Synthesis of N-substituted 4-phenyl-2-aminothiazole derivatives and investigation of their inhibition properties against hCA I, II, and AChE enzymes

In this study, thiazole derivatives containing sulphonamide, amide, and phenyl amino groups were synthesized to protect the free amino groups of 5-methyl-4-phenyl-2-aminothiazole and 4-phenyl-2-aminothiazole. Halogenated reactions of N-protected thiazole derivatives have been investigated. LCMS, FT-IR, 1H NMR, and 13C NMR spectroscopy techniques were used to elucidate the structures of the synthesized compounds. Inhibition effects of the N-protected thiazole derivatives against human carbonic anhydrase I, II (hCA I, hCA II), and acetylcholinesterase (AChE) were investigated.
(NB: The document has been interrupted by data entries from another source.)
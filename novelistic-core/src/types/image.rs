//! Embedded image bookkeeping shared by export and import

use crate::error::ImageError;
use serde::Serialize;
use std::fmt;

/// An image pulled out of episode HTML during export
#[derive(Debug, Clone, PartialEq)]
pub struct ExtractedImage {
    /// Archive-wide id, also the file stem under `images/`
    pub id: String,

    /// Id within its own chapter (`image_0`, `image_1`, ...)
    pub local_id: String,

    /// The original `data:image/...` URI
    pub data_uri: String,
}

impl ExtractedImage {
    /// Path of the image relative to the package document
    pub fn href(&self) -> String {
        format!("images/{}.png", self.id)
    }
}

/// A non-fatal image failure, reported alongside export or import results
#[derive(Debug, Clone, PartialEq)]
pub struct ImageIssue {
    /// 1-based chapter position in the spine
    pub chapter: usize,

    /// The image id (export) or the unresolved `src` (import)
    pub reference: String,

    pub error: ImageError,
}

impl ImageIssue {
    pub fn new(chapter: usize, reference: impl Into<String>, error: ImageError) -> Self {
        Self {
            chapter,
            reference: reference.into(),
            error,
        }
    }
}

impl fmt::Display for ImageIssue {
    fn fmt(&self, f: &mut fmt::Formatter<'_>) -> fmt::Result {
        write!(
            f,
            "chapter {}: {} ({})",
            self.chapter, self.reference, self.error
        )
    }
}

impl Serialize for ImageIssue {
    fn serialize<S>(&self, serializer: S) -> Result<S::Ok, S::Error>
    where
        S: serde::Serializer,
    {
        serializer.collect_str(self)
    }
}
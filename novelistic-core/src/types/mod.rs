//! Core record types for novels, episodes and their embedded images

mod episode;
mod image;
mod novel;

pub use episode::{sort_by_order, Episode, EpisodeId, EpisodeNotes};
pub use image::{ExtractedImage, ImageIssue};
pub use novel::{Novel, NovelId, NovelNotes};
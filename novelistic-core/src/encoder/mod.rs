//! Export of novels to EPUB 3 archives
//!
//! [`generate_epub`] runs the whole pipeline: per-chapter image extraction
//! and sanitizing, generation of the package and navigation documents, and
//! assembly of the zip container.

mod chapter;
mod epub;
mod navigation;
mod package;

pub use chapter::STYLESHEET;
pub use epub::{EpubEncoder, PublicationContext};

use crate::error::Result;
use crate::types::{Episode, ImageIssue, Novel};
use serde::{Deserialize, Serialize};

/// MIME type of an EPUB archive, also the content of its `mimetype` entry
pub const EPUB_MIME_TYPE: &str = "application/epub+zip";

/// Options for EPUB export
#[derive(Debug, Clone, PartialEq, Serialize, Deserialize)]
#[serde(rename_all = "camelCase", default)]
pub struct ExportOptions {
    /// Publication language (BCP 47)
    pub language: String,

    /// Deflate level for every entry but `mimetype`, 0-9
    pub compression_level: i64,
}

impl Default for ExportOptions {
    fn default() -> Self {
        Self {
            language: "en".to_string(),
            compression_level: 9,
        }
    }
}

/// A generated EPUB archive
#[derive(Debug, Clone)]
pub struct EpubFile {
    /// The zip archive
    pub data: Vec<u8>,

    /// Suggested file name, see [`suggested_file_name`]
    pub file_name: String,

    /// Images that could not be decoded and were left out
    pub issues: Vec<ImageIssue>,
}

impl EpubFile {
    pub fn mime_type(&self) -> &'static str {
        EPUB_MIME_TYPE
    }
}

/// File name for a novel's archive: the title without filesystem-unsafe
/// characters, plus `.epub`
pub fn suggested_file_name(title: &str) -> String {
    let stem: String = title
        .chars()
        .map(|c| if c.is_whitespace() { ' ' } else { c })
        .filter(|c| c.is_alphanumeric() || *c == ' ' || matches!(c, '-' | '_'))
        .collect();
    let stem = stem.trim();
    if stem.is_empty() {
        "novel.epub".to_string()
    } else {
        format!("{}.epub", stem)
    }
}

/// Export a novel with default options.
///
/// Episodes may be given in any order; the spine follows ascending
/// [`Episode::order`].
pub fn generate_epub(novel: &Novel, episodes: &[Episode]) -> Result<EpubFile> {
    EpubEncoder::new().encode(novel, episodes)
}

/// Export a novel with the given options
pub fn generate_epub_with(
    novel: &Novel,
    episodes: &[Episode],
    options: &ExportOptions,
) -> Result<EpubFile> {
    EpubEncoder::new()
        .with_options(options.clone())
        .encode(novel, episodes)
}

/// A chapter as it is written into the archive
#[derive(Debug, Clone)]
pub(crate) struct ChapterEntry {
    /// Manifest id, `chapter<N>`
    pub id: String,
    /// Path relative to the package document
    pub href: String,
    pub title: String,
    /// Sanitized XHTML body
    pub body: String,
}

/// A decoded image as it is written into the archive
#[derive(Debug, Clone)]
pub(crate) struct ImageEntry {
    pub id: String,
    pub href: String,
    pub media_type: &'static str,
    pub data: Vec<u8>,
}
//! CLI command implementations

mod batch;
mod export;
mod import;
mod info;
mod list;
mod validate;

pub use batch::batch;
pub use export::export;
pub use import::import;
pub use info::info;
pub use list::list;
pub use validate::validate;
The best results among the synthesized N-protected thiazole derivatives showed Ki values in the range of 46.85–587.53 nM against hCA I, 35.01–578.06 nM against hCA II, and in the range of 19.58–226.18 nM against AChE. Furthermore, in silico studies with the target enzyme of the thiazole derivatives (9 and 11), which showed the best results experimentally, have examined the binding interactions of the related compounds at the enzyme active site. [Display omitted] •N-substituted thiazole compounds were synthesized and characterised by LCMS, 1H, 13C NMR and FTIR spectroscopies.•Human carbonic anhydrase I, II (hCA I, hCA II), and acetylcholinesterase (AChE) enzymes were investigated for their inhibition properties.•In silico studies of the compounds showing the best inhibition were studied.